Thursday, April 14, 2016
Are Standardized Tests Ruining Our Kids?
Natalie takes standardized tests and I'll be honest: I don't like them. I don't like how they make kids nervous. I don't like how they take up so much school time. I don't like how teachers have to try and make it exciting for kids when they could be learning something else. (And let me say here that I appreciate all that teachers do--they should be paid so much more for all they have to put up with.)
Mostly, I don't like when I see kids terrified over doing poorly.
My daughter? When she started third grade she told me, "If I don't do well on the tests, I don't get to go to fourth grade." She chewed on her lower lip. "What if I don't get to go to fourth grade?"
She's not the only petrified kid. I see others in a panic and it hurts my heart.
In Oklahoma, it's true: a child can be held back if they doesn't do well on the standardized tests--HOWEVER--teachers are able to step in and speak up for the student if they feel they are ready for the next grade. But I heard last year many kids were held back due to these tests. Some kids even transferred out of their current school and into another because they were embarrassed. I also believe teenagers in high schools can't even get a diploma if they don't pass these tests.
This is not okay.
Yes, I completely understand that a child should not be placed in the next grade if he or she is not ready. But basing a lot of it off some standardized test?
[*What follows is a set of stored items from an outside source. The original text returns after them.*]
use std::path::Path;

use crate::error::GatewayError;
use crate::exchange::GatewayResponse;

const GENERATION_PREFIX: &str = "cache:";

/// Named cache generations, one sled tree each, surviving restarts.
#[derive(Clone)]
pub struct CacheStorage {
    db: sled::Db,
}

/// One generation: cache key -> bincode-encoded response.
#[derive(Clone)]
pub struct Cache {
    name: String,
    tree: sled::Tree,
}

fn tree_name(generation: &str) -> String {
    format!("{GENERATION_PREFIX}{generation}")
}

impl CacheStorage {
    pub fn open<P: AsRef<Path>>(path: P) -> Result<Self, GatewayError> {
        Ok(Self { db: sled::open(path)? })
    }

    pub fn temporary() -> Result<Self, GatewayError> {
        Ok(Self { db: sled::Config::new().temporary(true).open()? })
    }

    /// Open a generation, creating it when absent.
    pub fn open_cache(&self, generation: &str) -> Result<Cache, GatewayError> {
        let tree = self.db.open_tree(tree_name(generation))?;
        Ok(Cache { name: generation.to_string(), tree })
    }

    /// Names of every generation present.
    pub fn keys(&self) -> Vec<String> {
        self.db
            .tree_names()
            .into_iter()
            .filter_map(|raw| {
                let name = String::from_utf8_lossy(&raw).into_owned();
                name.strip_prefix(GENERATION_PREFIX).map(str::to_string)
            })
            .collect()
    }

    pub fn has(&self, generation: &str) -> bool {
        self.keys().iter().any(|k| k == generation)
    }

    /// Drop a generation and all of its entries. False when it did not exist.
    pub fn delete(&self, generation: &str) -> Result<bool, GatewayError> {
        Ok(self.db.drop_tree(tree_name(generation))?)
    }
}

impl Cache {
    pub fn name(&self) -> &str {
        &self.name
    }

    pub fn lookup(&self, key: &str) -> Result<Option<GatewayResponse>, GatewayError> {
        match self.tree.get(key.as_bytes())? {
            Some(bytes) => Ok(Some(bincode::deserialize(&bytes)?)),
            None => Ok(None),
        }
    }

    pub fn put(&self, key: &str, response: &GatewayResponse) -> Result<(), GatewayError> {
        let bytes = bincode::serialize(response)?;
        self.tree.insert(key.as_bytes(), bytes)?;
        Ok(())
    }

    /// Store several entries in one atomic batch.
    pub fn put_all<'a, I>(&self, entries: I) -> Result<usize, GatewayError>
    where
        I: IntoIterator<Item = (&'a str, &'a GatewayResponse)>,
    {
        let mut batch = sled::Batch::default();
        let mut count = 0;
        for (key, response) in entries {
            batch.insert(key.as_bytes(), bincode::serialize(response)?);
            count += 1;
        }
        self.tree.apply_batch(batch)?;
        Ok(count)
    }

    pub fn keys(&self) -> Result<Vec<String>, GatewayError> {
        self.tree
            .iter()
            .keys()
            .map(|key| -> Result<String, GatewayError> { Ok(String::from_utf8_lossy(&key?).into_owned()) })
            .collect()
    }

    pub fn len(&self) -> usize {
        self.tree.len()
    }

    pub fn is_empty(&self) -> bool {
        self.tree.is_empty()
    }
}
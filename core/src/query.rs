use crate::model::{Category, Recipe};

/// Category value meaning "no category constraint".
pub const ANY_CATEGORY: &str = "all";

/// Constraints for [`crate::RecipeStore::find`]. Absent fields do not narrow.
#[derive(Debug, Clone, Default, PartialEq, Eq)]
pub struct RecipeFilter {
    /// Exact category name; `all` or empty means any.
    pub category: Option<String>,
    /// Literal, case-insensitive substring of title or ingredients.
    pub search: Option<String>,
    /// Stemmed keywords resolved through the text index; all must match.
    pub keywords: Option<String>,
}

#[derive(Debug, Clone, Copy, PartialEq, Eq)]
enum CategoryConstraint {
    Any,
    Only(Category),
    Nothing,
}

impl RecipeFilter {
    pub fn all() -> Self {
        Self::default()
    }

    pub fn category(mut self, category: impl Into<String>) -> Self {
        self.category = Some(category.into());
        self
    }

    pub fn search(mut self, term: impl Into<String>) -> Self {
        self.search = Some(term.into());
        self
    }

    pub fn keywords(mut self, keywords: impl Into<String>) -> Self {
        self.keywords = Some(keywords.into());
        self
    }

    fn category_constraint(&self) -> CategoryConstraint {
        match self.category.as_deref() {
            None | Some("") | Some(ANY_CATEGORY) => CategoryConstraint::Any,
            // stored categories are always valid, so an unknown one selects nothing
            Some(c) => Category::ALL
                .into_iter()
                .find(|known| known.as_str() == c)
                .map_or(CategoryConstraint::Nothing, CategoryConstraint::Only),
        }
    }

    pub(crate) fn keyword_query(&self) -> Option<&str> {
        self.keywords.as_deref().filter(|k| !k.trim().is_empty())
    }

    fn search_needle(&self) -> Option<String> {
        self.search
            .as_deref()
            .filter(|s| !s.is_empty())
            .map(str::to_lowercase)
    }

    /// Category and substring constraints; keywords are resolved by the store.
    pub fn matches(&self, recipe: &Recipe) -> bool {
        let category_ok = match self.category_constraint() {
            CategoryConstraint::Any => true,
            CategoryConstraint::Only(c) => recipe.category == c,
            CategoryConstraint::Nothing => false,
        };
        category_ok
            && self.search_needle().map_or(true, |needle| {
                recipe.title.to_lowercase().contains(&needle)
                    || recipe.ingredients.to_lowercase().contains(&needle)
            })
    }

    /// True when the filter can never match, letting the store skip the scan.
    pub(crate) fn is_unsatisfiable(&self) -> bool {
        self.category_constraint() == CategoryConstraint::Nothing
    }
}

#[cfg(test)]
mod tests {
    use super::*;
    use crate::model::RecipeInput;
    use time::macros::datetime;

    fn recipe(title: &str, category: &str, ingredients: &str) -> Recipe {
        let fields = RecipeInput::titled(title)
            .with_category(category)
            .with_ingredients(ingredients)
            .normalize()
            .unwrap();
        Recipe::create("0000000000000001".into(), fields, datetime!(2024-01-01 0:00 UTC))
    }

    #[test]
    fn empty_filter_matches_everything() {
        assert!(RecipeFilter::all().matches(&recipe("Stew", "main", "beef")));
        assert!(RecipeFilter::all().category("all").matches(&recipe("Stew", "main", "beef")));
        assert!(RecipeFilter::all().search("").matches(&recipe("Stew", "main", "beef")));
    }

    #[test]
    fn search_is_case_insensitive_substring_over_title_or_ingredients() {
        let stew = recipe("Beef Stew", "main", "Carrots, ONIONS");
        assert!(RecipeFilter::all().search("stew").matches(&stew));
        assert!(RecipeFilter::all().search("onion").matches(&stew));
        assert!(RecipeFilter::all().search("ef st").matches(&stew));
        assert!(!RecipeFilter::all().search("pepper").matches(&stew));
    }

    #[test]
    fn search_is_literal_not_a_pattern() {
        let pie = recipe("Pie (apple)", "dessert", "");
        assert!(RecipeFilter::all().search("(apple)").matches(&pie));
        assert!(!RecipeFilter::all().search("p.e").matches(&pie));
    }

    #[test]
    fn unknown_category_matches_nothing() {
        let filter = RecipeFilter::all().category("breakfast");
        assert!(filter.is_unsatisfiable());
        assert!(!filter.matches(&recipe("Toast", "other", "")));
    }

    #[test]
    fn category_filter_is_exact() {
        let soup = recipe("Broth", "soup", "");
        assert!(RecipeFilter::all().category("soup").matches(&soup));
        for near_miss in ["SOUP", "Soup", " soup", "soup "] {
            let filter = RecipeFilter::all().category(near_miss);
            assert!(filter.is_unsatisfiable(), "{near_miss:?}");
            assert!(!filter.matches(&soup), "{near_miss:?}");
        }
        assert!(RecipeFilter::all().category("ALL").is_unsatisfiable());
    }
}
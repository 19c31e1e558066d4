use thiserror::Error;

#[derive(Debug, Error)]
pub enum GatewayError {
    #[error("network request for {url} failed: {reason}")]
    Network { url: String, reason: String },
    #[error("cache storage fault: {0}")]
    Storage(#[from] sled::Error),
    #[error("cached entry is corrupt: {0}")]
    Encoding(#[from] bincode::Error),
    #[error("install failed: {url} answered {status}")]
    Install { url: String, status: u16 },
    #[error("request target `{0}` is not an origin-relative path")]
    Target(String),
}

impl GatewayError {
    pub fn network(url: impl Into<String>, reason: impl ToString) -> Self {
        Self::Network { url: url.into(), reason: reason.to_string() }
    }
}
use sled::transaction::{ConflictableTransactionError, TransactionError};
use sled::Transactional;
use std::path::Path;
use time::OffsetDateTime;
use tracing::debug;

use crate::error::StoreError;
use crate::index::TextIndex;
use crate::model::{Recipe, RecipeInput};
use crate::query::RecipeFilter;
use crate::RecipeId;

const RECIPES_TREE: &str = "recipes";
const INDEX_TREE: &str = "text_index";

/// Persistent recipe collection. Records are bincode-encoded under their id;
/// the keyword index is kept in step within the same transaction.
///
/// Concurrent writers to one id serialize through sled's transaction
/// conflict detection: the last commit wins, and its postings are the ones
/// left in the index.
#[derive(Clone)]
pub struct RecipeStore {
    db: sled::Db,
    recipes: sled::Tree,
    index: TextIndex,
}

impl RecipeStore {
    /// Open (or create) a store at `path`.
    pub fn open<P: AsRef<Path>>(path: P) -> Result<Self, StoreError> {
        let db = sled::open(path.as_ref())?;
        debug!(path = %path.as_ref().display(), "opened recipe store");
        Self::from_db(db)
    }

    /// Store that lives only as long as this handle.
    pub fn temporary() -> Result<Self, StoreError> {
        let db = sled::Config::new().temporary(true).open()?;
        Self::from_db(db)
    }

    fn from_db(db: sled::Db) -> Result<Self, StoreError> {
        let recipes = db.open_tree(RECIPES_TREE)?;
        let index = TextIndex::new(db.open_tree(INDEX_TREE)?);
        Ok(Self { db, recipes, index })
    }

    pub fn index(&self) -> &TextIndex {
        &self.index
    }

    pub fn count(&self) -> usize {
        self.recipes.len()
    }

    /// Recipes matching `filter`, newest first.
    pub fn find(&self, filter: &RecipeFilter) -> Result<Vec<Recipe>, StoreError> {
        if filter.is_unsatisfiable() {
            return Ok(Vec::new());
        }
        let keyword_hits = match filter.keyword_query() {
            Some(q) => Some(self.index.matching(q)?),
            None => None,
        };

        let mut found = Vec::new();
        for entry in self.recipes.iter() {
            let (_, bytes) = entry?;
            let recipe: Recipe = bincode::deserialize(&bytes)?;
            if let Some(hits) = &keyword_hits {
                if !hits.contains(&recipe.id) {
                    continue;
                }
            }
            if filter.matches(&recipe) {
                found.push(recipe);
            }
        }
        // ids grow monotonically, so they break timestamp ties by insertion order
        found.sort_by(|a, b| b.created_at.cmp(&a.created_at).then_with(|| b.id.cmp(&a.id)));
        Ok(found)
    }

    pub fn find_by_id(&self, id: &str) -> Result<Recipe, StoreError> {
        match self.recipes.get(id.as_bytes())? {
            Some(bytes) => Ok(bincode::deserialize(&bytes)?),
            None => Err(StoreError::NotFound(id.to_string())),
        }
    }

    /// Validate, assign an id and timestamps, persist.
    pub fn insert(&self, input: RecipeInput) -> Result<Recipe, StoreError> {
        let fields = input.normalize()?;
        let id = self.next_id()?;
        let recipe = Recipe::create(id, fields, OffsetDateTime::now_utc());
        let bytes = bincode::serialize(&recipe)?;
        let added = TextIndex::keys_for(&recipe);
        (&self.recipes, self.index.tree())
            .transaction(|(recipes, index)| {
                recipes.insert(recipe.id.as_bytes(), bytes.as_slice())?;
                TextIndex::apply(index, &[], &added)?;
                Ok::<(), ConflictableTransactionError<StoreError>>(())
            })
            .map_err(unwrap_transaction)?;
        debug!(id = %recipe.id, category = %recipe.category, "inserted recipe");
        Ok(recipe)
    }

    /// Overwrite every mutable field of an existing recipe.
    pub fn replace(&self, id: &str, input: RecipeInput) -> Result<Recipe, StoreError> {
        let fields = input.normalize()?;
        let now = OffsetDateTime::now_utc();
        let updated = self
            .modify(id, |current| Some(current.replaced(fields.clone(), now)))?
            .ok_or_else(|| StoreError::NotFound(id.to_string()))?;
        debug!(id, "replaced recipe");
        Ok(updated)
    }

    pub fn delete(&self, id: &str) -> Result<(), StoreError> {
        self.modify(id, |_| None)?;
        debug!(id, "deleted recipe");
        Ok(())
    }

    pub fn flush(&self) -> Result<(), StoreError> {
        self.db.flush()?;
        Ok(())
    }

    fn next_id(&self) -> Result<RecipeId, StoreError> {
        Ok(format!("{:016x}", self.db.generate_id()?))
    }

    /// Read the current record, derive its successor (`None` deletes) and
    /// write record and index postings, all in one serializable transaction
    /// so the index always reflects the record that won.
    fn modify<F>(&self, id: &str, change: F) -> Result<Option<Recipe>, StoreError>
    where
        F: Fn(&Recipe) -> Option<Recipe>,
    {
        (&self.recipes, self.index.tree())
            .transaction(|(recipes, index)| {
                let current: Recipe = match recipes.get(id.as_bytes())? {
                    Some(bytes) => bincode::deserialize(&bytes).map_err(abort)?,
                    None => return Err(abort(StoreError::NotFound(id.to_string()))),
                };
                let next = change(&current);
                match &next {
                    Some(recipe) => {
                        let bytes = bincode::serialize(recipe).map_err(abort)?;
                        recipes.insert(id.as_bytes(), bytes)?;
                    }
                    None => {
                        recipes.remove(id.as_bytes())?;
                    }
                }
                let removed = TextIndex::keys_for(&current);
                let added = next.as_ref().map(TextIndex::keys_for).unwrap_or_default();
                TextIndex::apply(index, &removed, &added)?;
                Ok(next)
            })
            .map_err(unwrap_transaction)
    }
}

fn abort(err: impl Into<StoreError>) -> ConflictableTransactionError<StoreError> {
    ConflictableTransactionError::Abort(err.into())
}

fn unwrap_transaction(err: TransactionError<StoreError>) -> StoreError {
    match err {
        TransactionError::Abort(err) => err,
        TransactionError::Storage(err) => StoreError::Storage(err),
    }
}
No.
Natalie is not the best test taker. She does get nervous. She does worry about not finishing in time. Because of this, when she takes her STAR reading tests, she's on the low end. I believe she finally made it to grade level, according to a computerized test.
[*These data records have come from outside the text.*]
use axum::http::HeaderValue;
use axum::routing::get;
use axum::Router;
use std::path::Path;
use tower_http::cors::{AllowOrigin, Any, CorsLayer};
use tower_http::services::{ServeDir, ServeFile};
use tower_http::trace::TraceLayer;

pub mod context;
pub mod error;
pub mod routes;
pub mod serverless;

pub use context::{AppContext, StoreHandle};
pub use error::ApiError;

/// The recipe REST surface alone, shared by the long-running server and the
/// per-invocation adapter.
pub fn build_api_router(ctx: AppContext) -> Router {
    Router::new()
        .route("/api/recipes", get(routes::list_recipes).post(routes::create_recipe))
        .route(
            "/api/recipes/:id",
            get(routes::get_recipe)
                .put(routes::update_recipe)
                .delete(routes::delete_recipe),
        )
        .with_state(ctx)
}

/// Full application: API, health probe, static client assets with an
/// `index.html` fallback for client-side routes, CORS and access logs.
pub fn build_app(ctx: AppContext, static_dir: Option<&Path>) -> Router {
    let mut app = build_api_router(ctx).route("/health", get(|| async { "ok" }));
    if let Some(dir) = static_dir {
        let assets = ServeDir::new(dir).fallback(ServeFile::new(dir.join("index.html")));
        app = app.fallback_service(assets);
    }
    app.layer(cors_from_env()).layer(TraceLayer::new_for_http())
}

// CORS: read CORS_ALLOW_ORIGIN (comma-separated) or allow Any by default
fn cors_from_env() -> CorsLayer {
    let origins: Vec<HeaderValue> = std::env::var("CORS_ALLOW_ORIGIN")
        .map(|val| val.split(',').filter_map(|s| s.trim().parse().ok()).collect())
        .unwrap_or_default();
    let cors = CorsLayer::new().allow_methods(Any).allow_headers(Any);
    if origins.is_empty() {
        cors.allow_origin(Any)
    } else {
        cors.allow_origin(AllowOrigin::list(origins))
    }
}
//! Caching edge for the recipe catalog: API calls go network-first with an
//! offline JSON fallback, static assets are served cache-first from a
//! versioned, persistent cache generation.

pub mod cache;
pub mod error;
pub mod exchange;
pub mod network;
pub mod policy;
pub mod proxy;

pub use cache::{Cache, CacheStorage};
pub use error::GatewayError;
pub use exchange::{GatewayRequest, GatewayResponse};
pub use network::{Network, ReqwestNetwork};
pub use policy::{classify, Gateway, GatewayConfig, Route};
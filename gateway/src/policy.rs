use std::sync::atomic::{AtomicBool, Ordering};
use std::time::Duration;

use axum::http::Method;
use tokio::time::{interval, MissedTickBehavior};
use tracing::{debug, info, warn};

use crate::cache::{Cache, CacheStorage};
use crate::error::GatewayError;
use crate::exchange::{GatewayRequest, GatewayResponse};
use crate::network::Network;

pub const API_PREFIX: &str = "/api";

pub const DEFAULT_GENERATION: &str = "recipes-v2";

/// Core static assets pre-fetched on install.
pub const DEFAULT_MANIFEST: [&str; 5] = ["/", "/index.html", "/style.css", "/app.js", "/manifest.json"];

#[derive(Debug, Clone, Copy, PartialEq, Eq)]
pub enum Route {
    /// Dynamic data: network only, never served stale.
    Api,
    /// Static asset: cache first, populated on miss.
    Static,
}

pub fn classify(path: &str) -> Route {
    match path.strip_prefix(API_PREFIX) {
        Some(rest) if rest.is_empty() || rest.starts_with('/') => Route::Api,
        _ => Route::Static,
    }
}

/// Body returned for API calls while the network is unreachable.
pub fn offline_response() -> GatewayResponse {
    GatewayResponse::json(200, &serde_json::json!({ "error": "Offline" }))
}

#[derive(Debug, Clone)]
pub struct GatewayConfig {
    /// Bumping this invalidates every previously cached asset.
    pub generation: String,
    pub manifest: Vec<String>,
}

impl Default for GatewayConfig {
    fn default() -> Self {
        Self {
            generation: DEFAULT_GENERATION.to_string(),
            manifest: DEFAULT_MANIFEST.iter().map(|s| s.to_string()).collect(),
        }
    }
}

/// Decides per request between cache and network.
///
/// Lifecycle: [`Gateway::install`] fills the current generation with the
/// manifest, [`Gateway::activate`] purges older generations and starts
/// interception. Until activated, static requests pass straight to the
/// network; API requests are always network-first with the offline fallback.
pub struct Gateway<N> {
    network: N,
    storage: CacheStorage,
    config: GatewayConfig,
    active: AtomicBool,
}

impl<N: Network> Gateway<N> {
    pub fn new(network: N, storage: CacheStorage, config: GatewayConfig) -> Self {
        Self { network, storage, config, active: AtomicBool::new(false) }
    }

    pub fn generation(&self) -> &str {
        &self.config.generation
    }

    pub fn storage(&self) -> &CacheStorage {
        &self.storage
    }

    pub fn current_cache(&self) -> Result<Cache, GatewayError> {
        self.storage.open_cache(&self.config.generation)
    }

    pub fn is_active(&self) -> bool {
        self.active.load(Ordering::Acquire)
    }

    /// Fetch every manifest asset into the current generation. All or
    /// nothing: one failed or non-2xx fetch leaves the cache untouched.
    pub async fn install(&self) -> Result<usize, GatewayError> {
        let mut fetched = Vec::with_capacity(self.config.manifest.len());
        for asset in &self.config.manifest {
            let response = self.network.fetch(&GatewayRequest::get(asset.as_str())).await?;
            if !response.is_success() {
                return Err(GatewayError::Install { url: asset.clone(), status: response.status });
            }
            fetched.push((asset.as_str(), response));
        }
        let cache = self.current_cache()?;
        let stored = cache.put_all(fetched.iter().map(|(key, response)| (*key, response)))?;
        info!(generation = %cache.name(), assets = stored, "installed static assets");
        Ok(stored)
    }

    /// Delete every generation but the current one, then start intercepting.
    /// Returns the purged generation names.
    pub fn activate(&self) -> Result<Vec<String>, GatewayError> {
        let mut purged = Vec::new();
        for name in self.storage.keys() {
            if name != self.config.generation && self.storage.delete(&name)? {
                purged.push(name);
            }
        }
        self.active.store(true, Ordering::Release);
        info!(generation = %self.config.generation, purged = purged.len(), "gateway active");
        Ok(purged)
    }

    /// Install then activate.
    pub async fn start(&self) -> Result<usize, GatewayError> {
        let installed = self.install().await?;
        self.activate()?;
        Ok(installed)
    }

    /// Keep calling [`Gateway::start`] every `retry` until it succeeds. The
    /// first attempt runs immediately.
    pub async fn run_until_started(&self, retry: Duration) {
        let mut ticks = interval(retry);
        ticks.set_missed_tick_behavior(MissedTickBehavior::Delay);
        let mut attempt = 0u32;
        loop {
            ticks.tick().await;
            attempt += 1;
            match self.start().await {
                Ok(_) => return,
                Err(err) => warn!(attempt, error = %err, retry_in = ?retry, "gateway install failed"),
            }
        }
    }

    pub async fn handle(&self, request: GatewayRequest) -> Result<GatewayResponse, GatewayError> {
        if !request.is_origin_relative() {
            return Err(GatewayError::Target(request.target));
        }
        match classify(request.path()) {
            Route::Api => Ok(self.network_first(&request).await),
            Route::Static if self.is_active() => self.cache_first(&request).await,
            Route::Static => self.network.fetch(&request).await,
        }
    }

    async fn network_first(&self, request: &GatewayRequest) -> GatewayResponse {
        match self.network.fetch(request).await {
            Ok(response) => response,
            Err(err) => {
                warn!(uri = %request.target, error = %err, "api unreachable, answering offline");
                offline_response()
            }
        }
    }

    async fn cache_first(&self, request: &GatewayRequest) -> Result<GatewayResponse, GatewayError> {
        if request.method != Method::GET {
            return self.network.fetch(request).await;
        }
        let cache = self.current_cache()?;
        if let Some(hit) = cache.lookup(request.cache_key())? {
            debug!(uri = %request.target, "cache hit");
            return Ok(hit);
        }
        let response = self.network.fetch(request).await?;
        if response.is_success() {
            if let Err(err) = cache.put(request.cache_key(), &response) {
                warn!(uri = %request.target, error = %err, "could not cache asset");
            }
        }
        Ok(response)
    }
}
Her grades are mostly As and Bs and high Cs (79.) I was actually told if she didn't improve her STAR reading test that she could possibly be held back.
Even though her grades are all passing. Even though her regular in-class test scores are passing. I asked if she needed to go to the tutoring the school offers before and after school and I'm told she doesn't need it. So I'm left baffled. I know lots of other parents who are baffled.
She will be going to fourth grade, mark my words. I know this because we are moving to Texas. In Texas, a parent can speak up if the school tries to hold them back. So if Natalie's Oklahoma school tries to say that her STAR test is low and that her standardized test scores are low so she should be held back...I plan on showing her report cards to Texas and proving that no, she understands what's happening. She even recently got an award for bringing UP her grades.
So far Natalie seems to be doing okay with the standardized tests. I know some parents opt their kids out of taking them. If Natalie ever gets completely frazzled, I might consider it. Her teacher sent home some papers asking if parents could write encouraging notes. I was tempting to write something snarky ("these tests suck"), but in the end, I wrote these:
Do I think standardized tests are ruining our kids? Maybe not. Ruining is a strong word. But they are hurting their self-esteem and adding to a list of their worries. When they first start these tests in the third grade the games and excitement the teachers use to make the tests seem fun work, but as the students get older, then what? I know many teachers despise these tests. When I share my distaste for them on my social media accounts, I've had many message me saying they agree, but they don't have a choice.
For now I wish my daughter luck on the test. I tell her to do her best and if the results aren't what she hoped, that it's okay. I remind her that she's smart. And capable of anything.
I remind her that a standardized test does not truly measure her knowledge.